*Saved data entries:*
※ ※ ※
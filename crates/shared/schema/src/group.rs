use crate::invalid::{Invalid, Target, ValidationError};
use crate::node::SchemaNode;
use crate::value::Value;
use crate::{RawValues, qualified_key};
use std::collections::BTreeMap;
use std::fmt;
use std::sync::Arc;

/// Chain-level validator receiving the fully deserialized node values.
pub type GroupValidator =
    Arc<dyn Fn(&GroupSchema, &BTreeMap<String, Value>) -> Result<(), Invalid> + Send + Sync>;

/// The schema of one settings group: ordered nodes plus a validator chain.
#[derive(Clone)]
pub struct GroupSchema {
    name: String,
    nodes: Vec<SchemaNode>,
    validators: Vec<GroupValidator>,
}

impl fmt::Debug for GroupSchema {
    fn fmt(&self, f: &mut fmt::Formatter<'_>) -> fmt::Result {
        f.debug_struct("GroupSchema")
            .field("name", &self.name)
            .field("nodes", &self.nodes)
            .field("validators", &self.validators.len())
            .finish()
    }
}

impl GroupSchema {
    pub fn new(name: impl Into<String>) -> Self {
        Self { name: name.into(), nodes: Vec::new(), validators: Vec::new() }
    }

    #[must_use]
    pub fn name(&self) -> &str {
        &self.name
    }

    #[must_use]
    pub fn nodes(&self) -> &[SchemaNode] {
        &self.nodes
    }

    #[must_use]
    pub fn node(&self, name: &str) -> Option<&SchemaNode> {
        self.nodes.iter().find(|n| n.name() == name)
    }

    pub fn node_mut(&mut self, name: &str) -> Option<&mut SchemaNode> {
        self.nodes.iter_mut().find(|n| n.name() == name)
    }

    #[must_use]
    pub fn contains(&self, name: &str) -> bool {
        self.node(name).is_some()
    }

    /// Appends a node, keeping declaration order.
    ///
    /// # Errors
    /// Returns [`Invalid`] targeted at the node when its name is already taken.
    pub fn add_node(&mut self, node: SchemaNode) -> Result<(), Invalid> {
        if self.contains(node.name()) {
            return Err(Invalid::node(node.name(), "Node already exists in group"));
        }
        self.nodes.push(node);
        Ok(())
    }

    pub fn add_validator(&mut self, validator: GroupValidator) {
        self.validators.push(validator);
    }

    /// Effective defaults of every node.
    #[must_use]
    pub fn defaults(&self) -> BTreeMap<String, Value> {
        self.nodes.iter().map(|n| (n.name().to_owned(), n.default_value())).collect()
    }

    /// Deserializes every node from a flat `"group.node"` map and runs the validator chain.
    ///
    /// Missing optional nodes take their default; missing required nodes without a
    /// declared default fail. All failures of the pass are collected.
    ///
    /// # Errors
    /// Returns a [`ValidationError`] with one entry per failing node plus one
    /// `"<group>.<group>"` entry per chain-level failure.
    pub fn deserialize(&self, raw: &RawValues) -> Result<BTreeMap<String, Value>, ValidationError> {
        let mut errors = ValidationError::new();
        let mut values = BTreeMap::new();

        for node in &self.nodes {
            let key = qualified_key(&self.name, node.name());
            let parsed = match raw.get(&key) {
                Some(raw) => node.deserialize(raw),
                None if node.is_required() && node.declared_default().is_none() => {
                    Err(Invalid::node(node.name(), "Required"))
                },
                None => Ok(node.default_value()),
            };
            match parsed {
                Ok(value) => {
                    values.insert(node.name().to_owned(), value);
                },
                Err(invalid) => self.record(&mut errors, &invalid),
            }
        }

        if errors.is_empty() {
            for validator in &self.validators {
                if let Err(invalid) = validator(self, &values) {
                    self.record(&mut errors, &invalid);
                }
            }
        }

        errors.into_result(values)
    }

    /// Renders values into the flat raw form, skipping values that do not fit their node.
    #[must_use]
    pub fn serialize(&self, values: &BTreeMap<String, Value>) -> RawValues {
        self.nodes
            .iter()
            .filter_map(|node| {
                let value = values.get(node.name())?;
                let raw = node.serialize(value).ok()?;
                Some((qualified_key(&self.name, node.name()), raw))
            })
            .collect()
    }

    fn record(&self, errors: &mut ValidationError, invalid: &Invalid) {
        let key = match invalid.target() {
            Target::Node(node) => qualified_key(&self.name, node),
            Target::Group => qualified_key(&self.name, &self.name),
        };
        errors.insert(key, invalid.message());
    }
}
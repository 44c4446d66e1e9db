use crate::error::ConfigError;
use crate::settings::group::SettingsGroup;
use crate::settings::spec::GroupSpec;
use crate::settings::state::{GroupEntry, Shared, unknown_group};
use fxhash::FxHashSet;
use std::collections::{BTreeMap, BTreeSet};
use std::fmt;
use std::path::Path;
use std::sync::{Arc, Weak};
use strata_event_bus::EventBus;
use strata_schema::{GroupSchema, SchemaNode, Value, qualified_key, split_key};
use strata_storage::{FileWatcher, Loader, RawSettingsMap, WatchConfig, WatchMode};
use tracing::{debug, info, trace, warn};

/// How [`SettingsRegistry::load_raw`] applies a raw map.
#[derive(Debug, Clone, Copy, PartialEq, Eq)]
pub enum LoadMode {
    /// Values become live overrides.
    Values,
    /// Values replace node defaults; live values are kept.
    Defaults,
}

/// Aggregate of every settings group, owning the active loader and watcher.
///
/// Cloning is cheap; clones share the same groups. All reads and writes of
/// group state, reloads and saves are serialized through one lock, so readers
/// see each group either fully before or fully after a reload.
#[derive(Clone)]
pub struct SettingsRegistry {
    shared: Arc<Shared>,
}

impl fmt::Debug for SettingsRegistry {
    fn fmt(&self, f: &mut fmt::Formatter<'_>) -> fmt::Result {
        f.debug_struct("SettingsRegistry").field("shared", &self.shared).finish()
    }
}

impl SettingsRegistry {
    /// Creates an empty registry publishing notifications on `bus`.
    #[must_use]
    pub fn new(bus: EventBus) -> Self {
        Self { shared: Arc::new(Shared::new(bus)) }
    }

    #[must_use]
    pub fn events(&self) -> &EventBus {
        &self.shared.bus
    }

    /// Registers a group, or merges `spec` into the group of the same name.
    ///
    /// The same handle is returned for every registration under one name.
    /// Metadata of the first registration is kept unless it was empty.
    ///
    /// # Errors
    /// Returns [`ConfigError::DuplicateNode`] when a node name is already taken;
    /// nothing is added in that case.
    pub fn register_group(&self, spec: GroupSpec) -> Result<SettingsGroup, ConfigError> {
        let (name, title, description, nodes, validators) = spec.into_parts();
        let mut state = self.shared.state.write();

        if let Some(entry) = state.groups.get_mut(&name) {
            check_nodes(&entry.schema, &nodes)?;
            for node in nodes {
                entry.schema.add_node(node).map_err(|e| duplicate(&name, e.message()))?;
            }
            for validator in validators {
                entry.schema.add_validator(validator);
            }
            if entry.title.is_empty() {
                entry.title = title;
            }
            if entry.description.is_empty() {
                entry.description = description;
            }
            debug!(group = %name, nodes = entry.schema.nodes().len(), "Settings group extended");
            return Ok(entry.handle.clone());
        }

        let mut schema = GroupSchema::new(name.as_str());
        check_nodes(&schema, &nodes)?;
        for node in nodes {
            schema.add_node(node).map_err(|e| duplicate(&name, e.message()))?;
        }
        for validator in validators {
            schema.add_validator(validator);
        }

        let handle = SettingsGroup::new(&name, Arc::downgrade(&self.shared));
        debug!(group = %name, nodes = schema.nodes().len(), "Settings group registered");
        state.groups.insert(
            name,
            GroupEntry {
                handle: handle.clone(),
                title,
                description,
                schema,
                values: BTreeMap::new(),
                dirty: BTreeSet::new(),
            },
        );
        Ok(handle)
    }

    /// # Errors
    /// Returns [`ConfigError::UnknownGroup`].
    pub fn group(&self, name: &str) -> Result<SettingsGroup, ConfigError> {
        self.shared.state.read().groups.get(name).map(|e| e.handle.clone()).ok_or_else(|| unknown_group(name))
    }

    /// Every group, sorted by name.
    #[must_use]
    pub fn groups(&self) -> Vec<SettingsGroup> {
        self.shared.state.read().groups.values().map(|e| e.handle.clone()).collect()
    }

    /// Installs `defaults` as node defaults, attaches `loader` and loads from it.
    ///
    /// A previously attached loader is closed first.
    ///
    /// # Errors
    /// Returns [`ConfigError::Storage`] when the loader cannot be read.
    pub fn init(&self, loader: Option<Arc<dyn Loader>>, defaults: &RawSettingsMap) -> Result<(), ConfigError> {
        let _io = self.shared.io.lock();
        self.load_raw(defaults, LoadMode::Defaults);

        let previous = std::mem::replace(&mut self.shared.state.write().loader, loader);
        if let Some(previous) = previous {
            previous.close();
        }

        self.load()?;
        info!(groups = self.shared.state.read().groups.len(), "Settings initialized");
        Ok(())
    }

    /// Replaces defaults with the loader's defaults, then layers its values on top.
    ///
    /// Values that fail to parse are discarded one by one; only storage
    /// failures abort the load. Nodes absent from the loader keep their value.
    /// Runs exclusively with [`SettingsRegistry::save`].
    ///
    /// # Errors
    /// Returns [`ConfigError::Storage`] when the loader cannot be read.
    pub fn load(&self) -> Result<(), ConfigError> {
        let _io = self.shared.io.lock();
        let Some(loader) = self.loader() else {
            debug!("No settings loader attached");
            return Ok(());
        };

        let defaults = loader.load_defaults()?;
        let values = loader.load()?;
        let changed = self.apply(&[(&defaults, LoadMode::Defaults), (&values, LoadMode::Values)]);
        info!(defaults = defaults.len(), values = values.len(), changed, "Settings loaded");
        Ok(())
    }

    /// [`SettingsRegistry::load`] triggered by a storage change.
    ///
    /// # Errors
    /// Returns [`ConfigError::Storage`] when the loader cannot be read.
    pub fn reload(&self) -> Result<(), ConfigError> {
        debug!("Reloading settings");
        self.load()
    }

    /// Applies one raw map and returns how many groups changed.
    pub fn load_raw(&self, raw: &RawSettingsMap, mode: LoadMode) -> usize {
        self.apply(&[(raw, mode)])
    }

    fn apply(&self, layers: &[(&RawSettingsMap, LoadMode)]) -> usize {
        let _io = self.shared.io.lock();
        let changed: Vec<SettingsGroup> = {
            let mut state = self.shared.state.write();
            let mut before: BTreeMap<String, BTreeMap<String, Value>> = BTreeMap::new();

            for (raw, mode) in layers {
                for (key, raw_value) in *raw {
                    let Some((group, node)) = split_key(key) else {
                        trace!(key = %key, "Ignoring key outside any group");
                        continue;
                    };
                    let Some(entry) = state.groups.get_mut(group) else {
                        trace!(key = %key, "Ignoring key of unknown group");
                        continue;
                    };
                    let Some(schema_node) = entry.schema.node(node) else {
                        trace!(key = %key, "Ignoring key of unknown node");
                        continue;
                    };
                    let value = match schema_node.deserialize(raw_value) {
                        Ok(value) => value,
                        Err(err) => {
                            warn!(key = %key, value = %raw_value, error = %err, "Discarding invalid settings value");
                            continue;
                        },
                    };

                    before.entry(group.to_owned()).or_insert_with(|| entry.snapshot());
                    apply_value(entry, node, value, *mode);
                }
            }

            before
                .into_iter()
                .filter_map(|(name, snapshot)| {
                    let entry = state.groups.get(&name)?;
                    (entry.snapshot() != snapshot).then(|| entry.handle.clone())
                })
                .collect()
        };

        for group in &changed {
            self.shared.notify(group);
        }
        changed.len()
    }

    /// Stringified defaults of every node when `only_defaults`, otherwise the
    /// current values of dirty nodes only.
    #[must_use]
    pub fn export(&self, only_defaults: bool) -> RawSettingsMap {
        self.shared.state.read().export(only_defaults)
    }

    /// Writes the dirty nodes through the loader and clears the dirty set.
    ///
    /// Without a loader nothing is written and the dirty set is kept.
    ///
    /// # Errors
    /// Returns [`ConfigError::Storage`]; the dirty set is kept on failure.
    pub fn save(&self) -> Result<(), ConfigError> {
        let _io = self.shared.io.lock();
        let mut state = self.shared.state.write();
        let Some(loader) = state.loader.clone() else {
            debug!("No settings loader attached, nothing saved");
            return Ok(());
        };

        let data = state.export(false);
        loader.save(&data)?;
        for entry in state.groups.values_mut() {
            entry.dirty.clear();
        }
        info!(count = data.len(), "Settings saved");
        Ok(())
    }

    #[must_use]
    pub fn loader(&self) -> Option<Arc<dyn Loader>> {
        self.shared.state.read().loader.clone()
    }

    /// Starts watching the loader's file and reloading on change.
    ///
    /// Returns `false` when there is nothing to watch. A running watcher is replaced.
    ///
    /// # Errors
    /// Returns [`ConfigError::Storage`] when the watcher cannot start.
    pub fn attach_watcher(&self, config: WatchConfig) -> Result<bool, ConfigError> {
        if config.mode == WatchMode::Off {
            return Ok(false);
        }
        let Some(path) = self.loader().and_then(|l| l.watch_path().map(Path::to_path_buf)) else {
            debug!("Loader has no watchable file");
            return Ok(false);
        };

        let weak: Weak<Shared> = Arc::downgrade(&self.shared);
        let watcher = FileWatcher::new(path, config, move || {
            let Some(shared) = weak.upgrade() else {
                return;
            };
            if let Err(err) = (SettingsRegistry { shared }).reload() {
                warn!(error = %err, "Settings reload failed");
            }
        });
        watcher.start()?;

        let previous = self.shared.watcher.lock().replace(watcher);
        if let Some(previous) = previous {
            previous.stop();
        }
        Ok(true)
    }

    #[must_use]
    pub fn is_watching(&self) -> bool {
        self.shared.watcher.lock().as_ref().is_some_and(FileWatcher::is_running)
    }

    /// Stops the watcher and detaches and closes the loader.
    ///
    /// No reload runs after this returns.
    pub fn close(&self) {
        let watcher = self.shared.watcher.lock().take();
        if let Some(watcher) = watcher {
            watcher.stop();
        }
        let loader = self.shared.state.write().loader.take();
        if let Some(loader) = loader {
            loader.close();
            info!("Settings loader closed");
        }
    }

    /// Drops every group. Outstanding handles report [`ConfigError::UnknownGroup`].
    pub fn clear(&self) {
        self.shared.state.write().groups.clear();
    }
}

fn apply_value(entry: &mut GroupEntry, node: &str, value: Value, mode: LoadMode) {
    match mode {
        LoadMode::Values => {
            entry.values.insert(node.to_owned(), value);
            entry.dirty.remove(node);
        },
        LoadMode::Defaults => {
            // A live value survives; it stays dirty only while it differs.
            if entry.values.get(node) == Some(&value) {
                entry.dirty.remove(node);
            }
            if let Some(schema_node) = entry.schema.node_mut(node) {
                schema_node.set_default(value);
            }
        },
    }
}

fn check_nodes(schema: &GroupSchema, nodes: &[SchemaNode]) -> Result<(), ConfigError> {
    let mut names = FxHashSet::default();
    for node in nodes {
        if schema.contains(node.name()) || !names.insert(node.name()) {
            return Err(duplicate(schema.name(), node.name()));
        }
    }
    Ok(())
}

fn duplicate(group: &str, node: &str) -> ConfigError {
    ConfigError::DuplicateNode { message: qualified_key(group, node).into(), context: None }
}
※ ※ ※
*What you should do:*
From the entries, copy every line in which the word "RawValues" occurs.

*Answer to this exercise:*
use crate::{RawValues, qualified_key};
    pub fn deserialize(&self, raw: &RawValues) -> Result<BTreeMap<String, Value>, ValidationError> {
    pub fn serialize(&self, values: &BTreeMap<String, Value>) -> RawValues {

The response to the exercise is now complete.